Indian Prime Minister Manmohan Singh warned Pakistan and said "it cannot be business as usual". His remarks follow the Indian army chief's call for troops to "aggressively" respond to firing from Pakistani troops. On the issue of hyped up crises on ceasefire-line, Pakistan’s foreign office issued a statement asking India to de-escalate and belligerent statements issued ratcheting tensions up will not help calm the situation down. There was no comment from India.
"This is an election year in Pakistan and we are a year away from polls in India - so both governments will have their eye on domestic opinion. An armed confrontation is extremely unlikely. Both sides have indicated that there is a need for restraint, so although the rhetoric is harsh it is unlikely to be matched with action." (BBC correspondent In Delhi Sanjoy Majumder: January 15, 2013)
But as is known now; nothing much happened apart from some rhetorical political statements by India’s ruling and opposition political stalwarts. Many political circles in the sub-continent believe that the drama, at the cost of some expendable precious lives, was enacted to fulfill an agenda perhaps a requirement to bail out ruling political mafia of Pakistan. In recent times "democratic forces" in Pakistan due to disgruntlement among the masses for misgovernance; a threat of army takeover was and is perceived as an imminent possibility. Many in Pakistan believe that it is easy for masquerade friends and foes of Pakistan to deal with corrupt, inefficient and greedy politicians rather than army dictators who, at times, are a hard nut to crack.

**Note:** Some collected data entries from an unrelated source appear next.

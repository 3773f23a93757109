use std::path::PathBuf;

use clap::Parser;
use serde::{Deserialize, Serialize};

use scenario_common::config::{DEFAULT_COMMAND_TIMEOUT_SECS, DEFAULT_REGISTRY_DIR, VERSION};
use scenario_common::network::Network;

// daemon address by default when no specified
pub const DEFAULT_DAEMON_ADDRESS: &str = "http://127.0.0.1:8080";

fn default_daemon_address() -> String {
    DEFAULT_DAEMON_ADDRESS.to_owned()
}

fn default_registry_dir() -> String {
    DEFAULT_REGISTRY_DIR.to_owned()
}

fn default_timeout_secs() -> u64 {
    DEFAULT_COMMAND_TIMEOUT_SECS
}

fn default_log_level() -> String {
    "info".to_owned()
}

fn default_network() -> Network {
    Network::Devnet
}

#[derive(Debug, Clone, Parser, Serialize, Deserialize)]
#[clap(version = VERSION, about = "Run scenario scripts against deployed contracts")]
pub struct Config {
    /// Network to run the scenario against
    #[clap(long, default_value = "devnet")]
    #[serde(default = "default_network")]
    pub network: Network,
    /// Path to the scenario script to execute
    #[clap(long)]
    pub script: Option<PathBuf>,
    /// Directory holding the per-network contract registries
    #[clap(long, default_value = DEFAULT_REGISTRY_DIR)]
    #[serde(default = "default_registry_dir")]
    pub registry_dir: String,
    /// JSON file declaring contract ABIs
    #[clap(long)]
    pub abis: Option<PathBuf>,
    /// Daemon RPC endpoint executing deploys and calls
    #[clap(long, default_value = DEFAULT_DAEMON_ADDRESS)]
    #[serde(default = "default_daemon_address")]
    pub daemon_address: String,
    /// Per-command timeout in seconds
    #[clap(long, default_value_t = DEFAULT_COMMAND_TIMEOUT_SECS)]
    #[serde(default = "default_timeout_secs")]
    pub timeout_secs: u64,
    /// Named accounts as name=0xaddress; the first one is the default sender
    #[clap(long)]
    #[serde(default)]
    pub account: Vec<String>,
    /// Confirm execution against mainnet
    #[clap(long)]
    #[serde(default)]
    pub allow_mainnet: bool,
    /// Log level (off, error, warn, info, debug, trace)
    #[clap(long, default_value = "info")]
    #[serde(default = "default_log_level")]
    pub log_level: String,
    /// JSON config file to load the configuration from
    #[clap(long)]
    #[serde(skip)]
    pub config_file: Option<String>,
    /// Generate a config file template at the path given by --config-file
    #[clap(long)]
    #[serde(skip)]
    pub generate_config_template: bool,
}

impl Config {
    /// Mainnet scripts mutate the real registry and real contracts, so
    /// they require the explicit --allow-mainnet confirmation.
    pub fn network_allowed(&self) -> bool {
        !self.network.is_mainnet() || self.allow_mainnet
    }
}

Indian troops crossed the Line of Control in Kashmir and attacked a Pakistani border post, leaving one Pakistani soldier dead and another wounded, according to the Pakistani military. (Deutsche Welle: January 06, 2013) "Pakistani and Indian troops exchanged gunfire across the disputed Kashmir border early Sunday, leaving one Pakistani soldier dead in a relatively rare fatal confrontation between the two neighbours". (New York Times: January 06, 2013). The two armies dangerously poised make it pertinent for United Nations to reinforce its staff on Kashmir’s ceasefire-line to monitor the daily occurrences to keep the armies under check to steer them away from any mischief.
Pakistan, for the reasons known, is showering goodwill gestures like MNF (Most Favoured Nation Status), begging for a soft policy on visa relaxation and keeping its mouth shut even when Pakistan’s invited women hockey team is forced to sleep on the grass in the hockey stadium, spiteful and venomous propaganda unleashed on India media, allowing an Indian cultural invasion to dominate Pakistan especially through electronic media, terrorism allegations without submitting any proof; though Pakistan handed over ample evidence of Indian involvement in Baluchistan and Karachi. All this is coming to the light and pushing Pakistan to the limits can have serious negative implications. The international community is well aware now to see the inherent dangers and the severity of a volatile situation that could go out of hands.
Indian army analyst Ajay Shukla said. "The peace process is going the way India wants it to. Pakistan is engaged on its western frontier, trade is increasing, agreements are being signed, and there are no talks on Kashmir … Delhi will want things to calm down and go back to business as usual," (Reports Guardian: January 09, 2013).
The status-quo that India is comfortable with will not solve the problem and Kashmir the stumbling block in the way of peace must be placed at the top on the list of international priorities. And on the contrary, "aman ki asha" will only result in "nirasha" (disappointment). In essence, the world can ignore Kashmir at its own peril.